The data »
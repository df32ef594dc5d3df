//! Random triangles inscribed in the region under `y = -2x + 2`.

use super::{ChunkResult, Kernel};
use crate::core::constants::{HYPOTENUSE_INTERCEPT, HYPOTENUSE_SLOPE};
use crate::core::types::{Aggregate, KernelKind, Triangle, Vertex};
use crate::partition::Chunk;
use crate::report::GeometricReport;
use rand::rngs::StdRng;
use rand::{Rng, SeedableRng};
use rayon::prelude::*;
use serde::{Deserialize, Serialize};

/// A generated triangle together with its area.
#[derive(Debug, Clone, Copy, PartialEq, Serialize, Deserialize)]
pub struct InscribedTriangle {
    /// The vertices
    pub triangle: Triangle,
    /// Shoelace area
    pub area: f32,
}

/// Geometric variant. Each dataset element is the sample seed of one triangle.
#[derive(Debug, Clone, Copy, Default)]
pub struct GeometricKernel;

impl GeometricKernel {
    /// Create the kernel.
    pub fn new() -> Self {
        GeometricKernel
    }

    /// Draw one inscribed triangle from `seed`.
    ///
    /// `r` sits on the vertical leg in `[0, 2)`, `t` on the horizontal leg in
    /// `[0, 1)` and `s` on the hypotenuse.
    pub fn sample(seed: u64) -> Triangle {
        let mut rng = StdRng::seed_from_u64(seed);
        let u1: f32 = rng.gen();
        let u2: f32 = rng.gen();
        let u3: f32 = rng.gen();

        let r = Vertex::new(0.0, HYPOTENUSE_INTERCEPT * u1);
        let t = Vertex::new(u2, 0.0);
        let s = Vertex::new(u3, HYPOTENUSE_SLOPE * u3 + HYPOTENUSE_INTERCEPT);
        Triangle::new(r, s, t)
    }
}

impl Kernel for GeometricKernel {
    type Input = u64;
    type Output = InscribedTriangle;
    type Report = GeometricReport;

    fn kind(&self) -> KernelKind {
        KernelKind::Geometric
    }

    fn aggregate_names(&self) -> &'static [&'static str] {
        &[]
    }

    fn synthesize(&self, size: usize, seed: u64) -> Vec<u64> {
        let mut rng = StdRng::seed_from_u64(seed);
        (0..size).map(|_| rng.gen()).collect()
    }

    fn compute(&self, chunk: Chunk, inputs: &[u64]) -> ChunkResult<InscribedTriangle> {
        log::debug!("geometric kernel over {:?}", chunk.range());
        let outputs = inputs
            .par_iter()
            .map(|&seed| {
                let triangle = Self::sample(seed);
                InscribedTriangle {
                    triangle,
                    area: triangle.area(),
                }
            })
            .collect();
        ChunkResult::from_outputs(outputs)
    }

    fn report(&self, outputs: &[InscribedTriangle], _totals: &[Aggregate]) -> GeometricReport {
        GeometricReport::new(outputs.to_vec())
    }
}

#[cfg(test)]
mod tests {
    use super::*;
    use approx::assert_relative_eq;

    #[test]
    fn test_sample_is_inscribed() {
        for seed in 0..200 {
            let Triangle { r, s, t } = GeometricKernel::sample(seed);
            assert_eq!(r.x, 0.0);
            assert!((0.0..2.0).contains(&r.y));
            assert_eq!(t.y, 0.0);
            assert!((0.0..1.0).contains(&t.x));
            assert_relative_eq!(s.y, -2.0 * s.x + 2.0, epsilon = 1e-6);
        }
    }

    #[test]
    fn test_sample_is_deterministic() {
        assert_eq!(GeometricKernel::sample(7), GeometricKernel::sample(7));
        assert_ne!(GeometricKernel::sample(7), GeometricKernel::sample(8));
    }

    #[test]
    fn test_compute_matches_inputs() {
        let kernel = GeometricKernel::new();
        let seeds = kernel.synthesize(16, 3);
        let result = kernel.compute(Chunk::new(0, seeds.len()), &seeds);

        assert_eq!(result.outputs.len(), 16);
        assert!(result.aggregates.is_empty());
        for (seed, record) in seeds.iter().zip(&result.outputs) {
            assert_eq!(record.triangle, GeometricKernel::sample(*seed));
            assert_relative_eq!(record.area, record.triangle.area());
            assert!(record.area >= 0.0);
        }
    }

    #[test]
    fn test_compute_is_independent_of_chunking() {
        let kernel = GeometricKernel::new();
        let seeds = kernel.synthesize(12, 11);
        let whole = kernel.compute(Chunk::new(0, 12), &seeds).outputs;
        let mut pieces = kernel.compute(Chunk::new(0, 4), &seeds[..4]).outputs;
        pieces.extend(kernel.compute(Chunk::new(4, 8), &seeds[4..]).outputs);
        assert_eq!(whole, pieces);
    }

    #[test]
    fn test_synthesize_respects_seed() {
        let kernel = GeometricKernel::new();
        assert_eq!(kernel.synthesize(8, 1), kernel.synthesize(8, 1));
        assert_ne!(kernel.synthesize(8, 1), kernel.synthesize(8, 2));
    }
}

Task instructions » What lines in the material above hold the word "derive"? Pull them out.

Exercise answer »
#[derive(Debug, Clone, Copy, PartialEq, Serialize, Deserialize)]
#[derive(Debug, Clone, Copy, Default)]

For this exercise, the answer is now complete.